It’s all a lie, and the prickly Star isn’t exactly a natural at it. Training with Jake, she bristles at his ad lib fibbing and is rude to his “marks.” She’ll never make a salesgirl who keeps Krystal, the sexy boss lording over this brood (Elvis granddaughter Riley Keough of :Mad Max: Fury Road”) content and flush.

But love might transform her. Jake is certainly willing to play that card, if it’ll make her a success. And as the kids and their handlers trek from Texas to Kansas, North Dakota to South Dakota, singing along to filthy rap and catchy pop (including the Lady Antebellum song that gives the movie its title), trotting out their rituals (beating up the kid with the worst sales, streaking, setting off fireworks for every occasion), we see Star evolve into someone with that potential.

And we see a love story that plays like two kids in heat, but finds a tender center thanks to Star’s sweet and nurturing nature.

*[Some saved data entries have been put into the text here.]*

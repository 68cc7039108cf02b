use std::path::PathBuf;
use std::time::Duration;

use clap::Parser;

use crate::error::ConfigError;
use crate::server::neterra::DEFAULT_BASE_URL;
use crate::server::session::{Credentials, DEFAULT_SESSION_TTL};

pub const DEFAULT_CHANNELS_FILE: &str = "./data/channels.json";
pub const DEFAULT_UPSTREAM_TIMEOUT: Duration = Duration::from_secs(15);

#[derive(Debug, Clone, Parser)]
#[command(name = "neterra-proxy")]
#[command(about = "Relays a Neterra.tv account as an M3U playlist for IPTV players")]
#[command(version)]
pub struct CliArgs {
    /// Channels data file
    #[arg(short = 'c', long = "ch", default_value = DEFAULT_CHANNELS_FILE)]
    pub channels_file: PathBuf,

    /// Verbose
    #[arg(short, long)]
    pub verbose: bool,
}

#[derive(Debug, Clone)]
pub struct Config {
    pub credentials: Credentials,
    /// Host name written into generated playlist URLs.
    pub host: String,
    /// Port written into generated playlist URLs, also the listen port.
    pub port: String,
    pub listen_port: u16,
    pub channels_file: PathBuf,
    pub verbose: bool,
    pub base_url: String,
    pub session_ttl: Duration,
    pub upstream_timeout: Duration,
    pub strict_login: bool,
}

impl Config {
    /// Build from CLI flags and the process environment (after `.env`).
    pub fn load(args: CliArgs) -> Result<Self, ConfigError> {
        let _ = dotenvy::dotenv();
        Self::from_lookup(args, |key| std::env::var(key).ok())
    }

    pub fn from_lookup<F>(args: CliArgs, lookup: F) -> Result<Self, ConfigError>
    where
        F: Fn(&str) -> Option<String>,
    {
        let required = |var: &'static str| {
            lookup(var)
                .filter(|v| !v.is_empty())
                .ok_or(ConfigError::Missing(var))
        };

        let username = required("USERNAME")?;
        let password = required("PASSWORD")?;
        let host = required("HOST")?;
        let port = required("PORT")?;

        let listen_port = port
            .trim()
            .parse::<u16>()
            .map_err(|_| ConfigError::InvalidPort(port.clone()))?;

        let secs = |var: &'static str, default: Duration| -> Result<Duration, ConfigError> {
            match lookup(var).filter(|v| !v.trim().is_empty()) {
                Some(value) => value
                    .trim()
                    .parse::<u64>()
                    .map(Duration::from_secs)
                    .map_err(|_| ConfigError::InvalidNumber { var, value }),
                None => Ok(default),
            }
        };

        let session_ttl = secs("SESSION_TTL_SECS", DEFAULT_SESSION_TTL)?;
        let upstream_timeout = secs("UPSTREAM_TIMEOUT_SECS", DEFAULT_UPSTREAM_TIMEOUT)?;

        let base_url = lookup("NETERRA_BASE_URL")
            .filter(|v| !v.trim().is_empty())
            .unwrap_or_else(|| DEFAULT_BASE_URL.to_string());

        let strict_login = lookup("STRICT_LOGIN")
            .map(|v| matches!(v.trim().to_lowercase().as_str(), "1" | "true" | "yes" | "on"))
            .unwrap_or(false);

        Ok(Self {
            credentials: Credentials::new(username, password),
            host,
            port,
            listen_port,
            channels_file: args.channels_file,
            verbose: args.verbose,
            base_url,
            session_ttl,
            upstream_timeout,
            strict_login,
        })
    }
}
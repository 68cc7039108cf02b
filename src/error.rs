use std::path::PathBuf;

use thiserror::Error;

/// Fatal startup errors. The process refuses to start on any of these.
#[derive(Debug, Error)]
pub enum ConfigError {
    #[error("{0} env variable not defined")]
    Missing(&'static str),

    #[error("PORT is not a valid port number: {0:?}")]
    InvalidPort(String),

    #[error("{var} is not a valid number: {value:?}")]
    InvalidNumber { var: &'static str, value: String },

    #[error("cannot read channels file {}: {source}", .path.display())]
    ChannelFile {
        path: PathBuf,
        #[source]
        source: std::io::Error,
    },

    #[error("cannot parse channels file {}: {source}", .path.display())]
    ChannelParse {
        path: PathBuf,
        #[source]
        source: serde_json::Error,
    },
}

/// A login attempt that never got an answer from upstream.
#[derive(Debug, Error)]
pub enum LoginError {
    #[error("failed to build HTTP client: {0}")]
    Client(#[source] reqwest::Error),

    #[error("login request failed: {0}")]
    Transport(#[source] reqwest::Error),
}

/// Failures of the catalog and stream calls, surfaced to the route handler.
#[derive(Debug, Error)]
pub enum UpstreamError {
    #[error("upstream request failed: {0}")]
    Transport(#[from] reqwest::Error),

    #[error("upstream returned HTTP {0}")]
    Status(reqwest::StatusCode),

    #[error("cannot parse live catalog: {source}")]
    CatalogParse {
        body: String,
        #[source]
        source: serde_json::Error,
    },

    #[error("cannot resolve stream: {0}")]
    StreamResolution(String),

    #[error("upstream session is not authenticated")]
    NotAuthenticated,

    #[error(transparent)]
    Login(#[from] LoginError),
}

pub type UpstreamResult<T> = Result<T, UpstreamError>;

Writer-director Andrea Arnold doesn’t make short movies. But even her breakout film “Fishtank” and her Kaya Scodelario “Wuthering Heights” are but warm-ups for this langorous, sensual film. It’s basically a 100 minute film padded out to 2:43.

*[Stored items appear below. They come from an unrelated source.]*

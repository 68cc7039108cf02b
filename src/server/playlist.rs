use std::fmt::Write;

use tracing::debug;

use super::registry::ChannelRegistry;
use super::types::LiveChannel;

pub const PLAYLIST_HEADER: &str = "#EXTM3U";
pub const PLAYLIST_PATH: &str = "/playlist.m3u8";

/// Render the M3U playlist for a live catalog.
///
/// Each upstream group contributes its first variant only. Registry
/// metadata wins over the upstream name; channels the registry does not
/// know keep the upstream name and get blank tvg/group/logo attributes.
/// Stream URLs point back at this proxy so resolution happens on demand.
pub fn build_playlist(
    groups: &[Vec<LiveChannel>],
    registry: &ChannelRegistry,
    host: &str,
    port: &str,
) -> String {
    let mut playlist = format!("{PLAYLIST_HEADER}\n");

    for group in groups {
        let Some(channel) = group.first() else {
            debug!("skipping empty catalog group");
            continue;
        };

        let entry = PlaylistEntry::resolve(channel, registry);
        // Writing into a String cannot fail.
        let _ = write!(
            playlist,
            "#EXTINF:-1 tvg-id=\"{}\" tvg-name=\"{}\" tvg-logo=\"{}\" group-title=\"{}\",{}\n{}\n",
            attribute(entry.tvg_id),
            attribute(entry.tvg_name),
            attribute(entry.logo),
            attribute(entry.group),
            single_line(entry.name),
            channel_url(host, port, entry.id, entry.name),
        );
    }

    playlist
}

/// URL of this proxy's single-channel resolution endpoint.
pub fn channel_url(host: &str, port: &str, channel_id: &str, name: &str) -> String {
    format!(
        "http://{host}:{port}{PLAYLIST_PATH}?ch={}&name={}",
        urlencoding::encode(channel_id),
        urlencoding::encode(name)
    )
}

/// Keeps a display value on its `#EXTINF` line.
fn single_line(value: &str) -> String {
    value.replace(['\r', '\n'], " ")
}

/// Like [`single_line`], and a `"` cannot close the quoted attribute early.
fn attribute(value: &str) -> String {
    single_line(value).replace('"', "'")
}

struct PlaylistEntry<'a> {
    id: &'a str,
    name: &'a str,
    tvg_id: &'a str,
    tvg_name: &'a str,
    group: &'a str,
    logo: &'a str,
}

impl<'a> PlaylistEntry<'a> {
    fn resolve(channel: &'a LiveChannel, registry: &'a ChannelRegistry) -> Self {
        match registry.get(&channel.issue_id) {
            Some(meta) => Self {
                id: &channel.issue_id,
                name: &meta.name,
                tvg_id: &meta.tvg_id,
                tvg_name: &meta.tvg_name,
                group: &meta.group,
                logo: &meta.logo,
            },
            None => Self {
                id: &channel.issue_id,
                name: &channel.issue_name,
                tvg_id: "",
                tvg_name: "",
                group: "",
                logo: "",
            },
        }
    }
}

But surprisingly, it never loses our interest as we wait for Jake’s inevitable moment of showing his hand, wait for the violence that surely awaits the reckless Star as she gets into semis at truck stops and roughneck pickups in North Dakota’s Bakken shale oil fracking fields, or hitches a ride with a trio of rich good ol’boys in cowboy hats (look for Will Patton) who introduce her to mescal.

There’s a fantastical unreality to a lot of this– the lack of conflict within the group, the threatened “punishment” of non-performers, the general lack of cell phones in a generation grafted to them, the utter absence of police, who would almost surely stumble across people this loud, this unruly in stores, at motels, this committed to under-age drinking and drug using.

The dreadlocked newcomer Lane is more sexual than sweet or conventionally beautiful. But she makes the character’s innate goodness peek through the hard shell Star has grown to cope with the misery of her life. We meet her dumpster-diving to feed her siblings. The adults in her life are that worthless.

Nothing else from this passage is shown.